En primer lugar, puede aplicar a un seguro de desempleo. Su “problema” es que tiene que hacerlo por internet, y él no sabe manejar computadoras. No importa, va a un locutorio y todo el mundo lo ayuda. ¿No tiene currículum? El Estado le ofrece un curso gratis para diseñar uno. Claro, Loach pinta al profesor de ese curso como un cínico que les enseña a pisotearse y a competir. En su deseo de culpar al “sistema”, es tan torpe que los villanos son los burócratas, los pobres tipos que atienden las oficinas y que, para un ojo un poquito más perspicaz, serían tan víctimas como los ciudadanos indefensos.

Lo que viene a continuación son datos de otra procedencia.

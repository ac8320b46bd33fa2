use num_enum::{IntoPrimitive, TryFromPrimitive};

/// Message priority. The four levels map onto bearer-specific semantics
/// (GSM: non-priority/priority, TDMA: bulk/normal/urgent/very urgent).
#[derive(IntoPrimitive, TryFromPrimitive)]
#[repr(u8)]
#[derive(Copy, Clone, Debug, PartialEq, Eq, Hash)]
pub enum PriorityFlag {
    Level0 = 0x00,
    Level1 = 0x01,
    Level2 = 0x02,
    Level3 = 0x03,
}
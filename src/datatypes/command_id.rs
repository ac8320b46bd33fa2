use num_enum::{IntoPrimitive, TryFromPrimitive};

/// SMPP v3.4 command identifiers.
///
/// Wire values outside this set are not an error anywhere in the codec:
/// decoding falls back to the opaque "unsupported" descriptor so protocol
/// extensions survive a round trip untouched.
#[derive(IntoPrimitive, TryFromPrimitive)]
#[repr(u32)]
#[derive(Copy, Clone, Debug, PartialEq, Eq, Hash)]
pub enum CommandId {
    GenericNack = 0x8000_0000,
    BindReceiver = 0x0000_0001,
    BindReceiverResp = 0x8000_0001,
    BindTransmitter = 0x0000_0002,
    BindTransmitterResp = 0x8000_0002,
    QuerySm = 0x0000_0003,
    QuerySmResp = 0x8000_0003,
    SubmitSm = 0x0000_0004,
    SubmitSmResp = 0x8000_0004,
    DeliverSm = 0x0000_0005,
    DeliverSmResp = 0x8000_0005,
    Unbind = 0x0000_0006,
    UnbindResp = 0x8000_0006,
    ReplaceSm = 0x0000_0007,
    ReplaceSmResp = 0x8000_0007,
    CancelSm = 0x0000_0008,
    CancelSmResp = 0x8000_0008,
    BindTransceiver = 0x0000_0009,
    BindTransceiverResp = 0x8000_0009,
    // Reserved 0x0000000A - 0x8000000A
    Outbind = 0x0000_000B,
    // Reserved 0x0000000C - 0x00000014
    //          0x8000000B - 0x80000014
    EnquireLink = 0x0000_0015,
    EnquireLinkResp = 0x8000_0015,
    // Reserved 0x00000016 - 0x00000020
    //          0x80000016 - 0x80000020
    SubmitMulti = 0x0000_0021,
    SubmitMultiResp = 0x8000_0021,
    // Reserved 0x00000022 - 0x00000101
    AlertNotification = 0x0000_0102,
    DataSm = 0x0000_0103,
    DataSmResp = 0x8000_0103,
    // Reserved for SMPP extension and SMSC vendors
    //          0x00000104 - 0xFFFFFFFF
}

impl CommandId {
    /// Bit 31 distinguishes responses from requests.
    pub fn is_response(self) -> bool {
        u32::from(self) & 0x8000_0000 != 0
    }
}

#[cfg(test)]
mod tests {
    use super::*;

    #[test]
    fn response_bit() {
        assert!(!CommandId::SubmitSm.is_response());
        assert!(CommandId::SubmitSmResp.is_response());
        assert!(CommandId::GenericNack.is_response());
    }

    #[test]
    fn raw_conversion() {
        assert_eq!(CommandId::try_from(0x0000_0005u32), Ok(CommandId::DeliverSm));
        assert!(CommandId::try_from(0x0000_000Au32).is_err());
    }
}
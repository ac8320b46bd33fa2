use num_enum::{IntoPrimitive, TryFromPrimitive};

use crate::codec::CodecError;

/// Bit-packed esm_class field: messaging mode (bits 1-0), message type
/// (bits 5-2) and GSM feature flags (bits 7-6), each validated on its own.
#[derive(Copy, Clone, Debug, Default, PartialEq, Eq, Hash)]
pub struct EsmClass {
    pub mode: EsmMode,
    pub message_type: EsmMessageType,
    pub features: EsmFeatures,
}

/// Messaging mode, bits 1-0 of esm_class. All four patterns are legal.
#[derive(IntoPrimitive, TryFromPrimitive)]
#[repr(u8)]
#[derive(Copy, Clone, Debug, Default, PartialEq, Eq, Hash)]
pub enum EsmMode {
    #[default]
    Default = 0x00,
    Datagram = 0x01,
    Forward = 0x02,
    StoreAndForward = 0x03,
}

/// Message type, bits 5-2 of esm_class, kept in wire position. Patterns
/// outside this set are a corruption error.
#[derive(IntoPrimitive, TryFromPrimitive)]
#[repr(u8)]
#[derive(Copy, Clone, Debug, Default, PartialEq, Eq, Hash)]
pub enum EsmMessageType {
    #[default]
    Default = 0x00,
    SmscDeliveryReceipt = 0x04,
    SmeDeliveryAck = 0x08,
    SmeManualAck = 0x10,
    ConversationAbort = 0x18,
    IntermediateDeliveryReceipt = 0x20,
}

/// GSM network feature flags, bits 7-6 of esm_class. A bitset, so every
/// pattern is legal.
#[derive(Copy, Clone, Debug, Default, PartialEq, Eq, Hash)]
pub struct EsmFeatures {
    /// Bit 6: user data header indicator.
    pub udhi: bool,
    /// Bit 7: reply path.
    pub reply_path: bool,
}

impl EsmClass {
    const MODE_MASK: u8 = 0x03;
    const TYPE_MASK: u8 = 0x3C;
    const UDHI_BIT: u8 = 0x40;
    const REPLY_PATH_BIT: u8 = 0x80;

    pub fn new(mode: EsmMode, message_type: EsmMessageType) -> Self {
        EsmClass {
            mode,
            message_type,
            features: EsmFeatures::default(),
        }
    }

    pub fn with_udhi(mut self) -> Self {
        self.features.udhi = true;
        self
    }

    pub fn with_reply_path(mut self) -> Self {
        self.features.reply_path = true;
        self
    }

    pub fn to_byte(self) -> u8 {
        let mut value = u8::from(self.mode) | u8::from(self.message_type);
        if self.features.udhi {
            value |= Self::UDHI_BIT;
        }
        if self.features.reply_path {
            value |= Self::REPLY_PATH_BIT;
        }
        value
    }

    /// Decodes the byte, validating each sub-field against its own domain.
    /// The error names the field and the offending sub-field.
    pub fn from_byte(value: u8, field: &'static str) -> Result<Self, CodecError> {
        let mode = EsmMode::try_from(value & Self::MODE_MASK).map_err(|_| {
            CodecError::InvalidBitField {
                field,
                subfield: "messaging_mode",
                value,
            }
        })?;
        let message_type = EsmMessageType::try_from(value & Self::TYPE_MASK).map_err(|_| {
            CodecError::InvalidBitField {
                field,
                subfield: "message_type",
                value,
            }
        })?;
        Ok(EsmClass {
            mode,
            message_type,
            features: EsmFeatures {
                udhi: value & Self::UDHI_BIT != 0,
                reply_path: value & Self::REPLY_PATH_BIT != 0,
            },
        })
    }
}

#[cfg(test)]
mod tests {
    use super::*;

    #[test]
    fn byte_round_trip() {
        let class = EsmClass::new(EsmMode::Forward, EsmMessageType::SmscDeliveryReceipt)
            .with_udhi();
        assert_eq!(class.to_byte(), 0x46);
        assert_eq!(EsmClass::from_byte(0x46, "esm_class").unwrap(), class);
    }

    #[test]
    fn illegal_message_type_bits() {
        // 0x0C is not a defined message type pattern
        let err = EsmClass::from_byte(0x0C, "esm_class").unwrap_err();
        assert!(matches!(
            err,
            CodecError::InvalidBitField {
                subfield: "message_type",
                ..
            }
        ));
    }
}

En Yo, Daniel Blake todos son buenos: los desconocidos que lo ayudan a tipear su currículum, el guardia de seguridad del almacén que le perdona a la chica que haya intentado robar unas toallitas femeninas, el vecino joven con pinta de delincuente juvenil (negro, por supuesto) que después resulta que apenas vende zapatillas hurtadas a las empresas malvadas. El Universo es perfecto, si no fuera por la burocracia estatal incapaz de resolver los problemas del protagonista con la eficiencia suficiente. Hasta consigue trabajo entregando un currículum horrible escrito a mano, aunque lo tiene que rechazar por su salud; y cuando pierde su seguro de desempleo, le ofrecen la posibilidad de recibir comida gratis.
La sensación que deja Yo, Daniel Blake es que el capitalismo inglés es una especie de paraíso repleto de oportunidades aún en el medio de la crisis, que todos los ciudadanos son solidarios y buena gente, y que el que se muere de hambre es porque quiere, porque no tiene la mínima paciencia para aprender a usar un mouse y llenar un formulario online.
Por eso el final es tan inmoral: no quiero espoilear, pero resulta un final artificial y canalla, que pretende decir lo que la película no venía diciendo hasta ese momento, lo que Ken Loach fue incapaz de decir. Quizás porque él mismo ya no cree en eso, pero tiene que cumplir su papel en el firmamento del cine social.